= WORK INSTRUCTIONS =
Your task is to copy every line of the records below that contains "LayoutContext".

___ EXERCISE MATERIAL

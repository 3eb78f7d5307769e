//! The constraint value type stored by [`crate::ConstraintSet`].

use crate::{Attribute, Priority, Relation, ViewId};

/// Handle to an activated constraint. Stable until the constraint is
/// replaced or deactivated.
#[derive(Clone, Copy, Debug, PartialEq, Eq, Hash)]
pub struct ConstraintId(pub(crate) u64);

/// A (view, attribute) pair a constraint can reference on its right side.
#[derive(Clone, Copy, Debug, PartialEq, Eq, Hash)]
pub struct Anchor {
    pub view: ViewId,
    pub attribute: Attribute,
}

impl Anchor {
    pub fn new(view: ViewId, attribute: Attribute) -> Self {
        Self { view, attribute }
    }
}

/// A single linear layout relation:
///
/// `view.attribute  <relation>  target.attribute * multiplier + constant`
///
/// With `target == None` the right side collapses to `constant`, which is
/// how fixed dimensions are expressed.
#[derive(Clone, Debug, PartialEq)]
pub struct Constraint {
    pub view: ViewId,
    pub attribute: Attribute,
    pub relation: Relation,
    pub target: Option<Anchor>,
    pub multiplier: f32,
    pub constant: f32,
    pub priority: Priority,
    /// Resolve the target against the container's safe inset region
    /// instead of its frame. Only meaningful for edge attributes whose
    /// target is the container.
    pub safe_area: bool,
}

impl Constraint {
    /// `view.attribute = constant` (fixed dimension).
    pub fn dimension(
        view: ViewId,
        attribute: Attribute,
        relation: Relation,
        constant: f32,
        priority: Priority,
    ) -> Self {
        Self {
            view,
            attribute,
            relation,
            target: None,
            multiplier: 1.0,
            constant,
            priority,
            safe_area: false,
        }
    }

    /// `view.attribute = target.attribute * multiplier` (relative dimension).
    pub fn relative(
        view: ViewId,
        attribute: Attribute,
        target: Anchor,
        multiplier: f32,
        priority: Priority,
    ) -> Self {
        Self {
            view,
            attribute,
            relation: Relation::Equal,
            target: Some(target),
            multiplier,
            constant: 0.0,
            priority,
            safe_area: false,
        }
    }

    /// `view.attribute = target.attribute + constant` (edge-to-edge).
    pub fn edge(
        view: ViewId,
        attribute: Attribute,
        target: Anchor,
        constant: f32,
        priority: Priority,
    ) -> Self {
        Self {
            view,
            attribute,
            relation: Relation::Equal,
            target: Some(target),
            multiplier: 1.0,
            constant,
            priority,
            safe_area: false,
        }
    }

    pub fn in_safe_area(mut self) -> Self {
        self.safe_area = true;
        self
    }
}
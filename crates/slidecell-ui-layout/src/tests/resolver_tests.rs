use crate::{resolve_frames, Anchor, Attribute, ConstraintSet, LayoutContext, Priority, ViewId};
use slidecell_ui_graphics::{EdgeInsets, Rect};

fn context(container: ViewId, width: f32, height: f32) -> LayoutContext {
    LayoutContext::new(
        container,
        Rect {
            x: 0.0,
            y: 0.0,
            width,
            height,
        },
    )
}

#[test]
fn pinned_view_fills_container() {
    let mut set = ConstraintSet::new();
    let container = ViewId::next();
    let view = ViewId::next();

    set.pin_edges(
        view,
        container,
        EdgeInsets::uniform(0.0),
        Priority::REQUIRED,
        &[],
    );

    let frames = resolve_frames(&set, &context(container, 320.0, 60.0), &[view]);
    assert_eq!(
        frames[&view],
        Rect {
            x: 0.0,
            y: 0.0,
            width: 320.0,
            height: 60.0
        }
    );
}

#[test]
fn offset_constant_slides_the_view() {
    let mut set = ConstraintSet::new();
    let container = ViewId::next();
    let view = ViewId::next();

    set.pin(
        view,
        container,
        &[Attribute::Top, Attribute::Bottom],
        0.0,
        Priority::REQUIRED,
    );
    set.set_equal_width(view, container, 1.0, Priority::REQUIRED);
    let offset = set.set_offset(view, container, 0.0, Priority::REQUIRED);

    set.set_constant(offset, -35.0);
    let frames = resolve_frames(&set, &context(container, 120.0, 44.0), &[view]);
    assert_eq!(frames[&view].x, -35.0);
    assert_eq!(frames[&view].width, 120.0);
}

#[test]
fn trailing_to_sibling_leading_resolves_in_order() {
    let mut set = ConstraintSet::new();
    let container = ViewId::next();
    let pannable = ViewId::next();
    let lane = ViewId::next();

    set.pin(
        pannable,
        container,
        &[Attribute::Top, Attribute::Bottom],
        0.0,
        Priority::REQUIRED,
    );
    set.set_equal_width(pannable, container, 1.0, Priority::REQUIRED);
    let offset = set.set_offset(pannable, container, 40.0, Priority::REQUIRED);

    set.pin(
        lane,
        container,
        &[Attribute::Leading, Attribute::Top, Attribute::Bottom],
        0.0,
        Priority::REQUIRED,
    );
    set.set_edge_to(
        lane,
        Attribute::Trailing,
        Anchor::new(pannable, Attribute::Leading),
        8.0,
        Priority::HIGH,
    );

    let _ = offset;
    let frames = resolve_frames(&set, &context(container, 120.0, 44.0), &[pannable, lane]);
    assert_eq!(frames[&lane].x, 0.0);
    assert_eq!(frames[&lane].width, 48.0);
}

#[test]
fn half_width_pair_splits_the_lane() {
    let mut set = ConstraintSet::new();
    let container = ViewId::next();
    let second = ViewId::next();

    set.pin(
        second,
        container,
        &[Attribute::Top, Attribute::Bottom, Attribute::Trailing],
        0.0,
        Priority::REQUIRED,
    );
    set.set_equal_width(second, container, 0.5, Priority::REQUIRED);

    let frames = resolve_frames(&set, &context(container, 200.0, 44.0), &[second]);
    assert_eq!(frames[&second].width, 100.0);
    assert_eq!(frames[&second].x, 100.0);
}

#[test]
fn dimension_limits_clamp_resolved_sizes() {
    let mut set = ConstraintSet::new();
    let container = ViewId::next();
    let view = ViewId::next();

    set.set_equal_width(view, container, 1.0, Priority::REQUIRED);
    set.set_max_width(view, 100.0, Priority::REQUIRED);
    set.set_height(view, 44.0, Priority::REQUIRED);
    set.pin(
        view,
        container,
        &[Attribute::Leading, Attribute::Top],
        0.0,
        Priority::REQUIRED,
    );

    let frames = resolve_frames(&set, &context(container, 320.0, 44.0), &[view]);
    assert_eq!(frames[&view].width, 100.0);
}

#[test]
fn safe_area_pin_respects_insets() {
    let mut set = ConstraintSet::new();
    let container = ViewId::next();
    let view = ViewId::next();

    set.pin_to_safe_area(
        view,
        container,
        &[Attribute::Leading, Attribute::Top, Attribute::Trailing],
        20.0,
        Priority::REQUIRED,
    );
    set.set_height(view, 60.0, Priority::REQUIRED);

    let ctx = context(container, 390.0, 844.0)
        .with_safe_area(EdgeInsets::from_components(0.0, 47.0, 0.0, 34.0));
    let frames = resolve_frames(&set, &ctx, &[view]);
    assert_eq!(frames[&view].x, 20.0);
    assert_eq!(frames[&view].y, 67.0);
    assert_eq!(frames[&view].width, 350.0);
}

#[test]
fn centered_view_derives_edges_from_extent() {
    let mut set = ConstraintSet::new();
    let container = ViewId::next();
    let view = ViewId::next();

    set.center(view, container, &[Attribute::CenterX, Attribute::CenterY]);
    set.set_width(view, 50.0, Priority::REQUIRED);
    set.set_height(view, 20.0, Priority::REQUIRED);

    let frames = resolve_frames(&set, &context(container, 100.0, 100.0), &[view]);
    assert_eq!(frames[&view].x, 25.0);
    assert_eq!(frames[&view].y, 40.0);
}

#[test]
fn aspect_ratio_derives_height_from_width() {
    let mut set = ConstraintSet::new();
    let container = ViewId::next();
    let view = ViewId::next();

    set.pin(
        view,
        container,
        &[Attribute::Leading, Attribute::Top],
        0.0,
        Priority::REQUIRED,
    );
    set.set_width(view, 80.0, Priority::REQUIRED);
    set.set_aspect_ratio(view, 0.5);

    let frames = resolve_frames(&set, &context(container, 320.0, 200.0), &[view]);
    assert_eq!(frames[&view].height, 40.0);
}

#[test]
fn under_determined_view_produces_no_frame() {
    let mut set = ConstraintSet::new();
    let container = ViewId::next();
    let view = ViewId::next();

    set.set_width(view, 50.0, Priority::REQUIRED);

    let frames = resolve_frames(&set, &context(container, 100.0, 100.0), &[view]);
    assert!(frames.get(&view).is_none());
}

______

= RESPONSE =
use crate::{resolve_frames, Anchor, Attribute, ConstraintSet, LayoutContext, Priority, ViewId};
fn context(container: ViewId, width: f32, height: f32) -> LayoutContext {
    LayoutContext::new(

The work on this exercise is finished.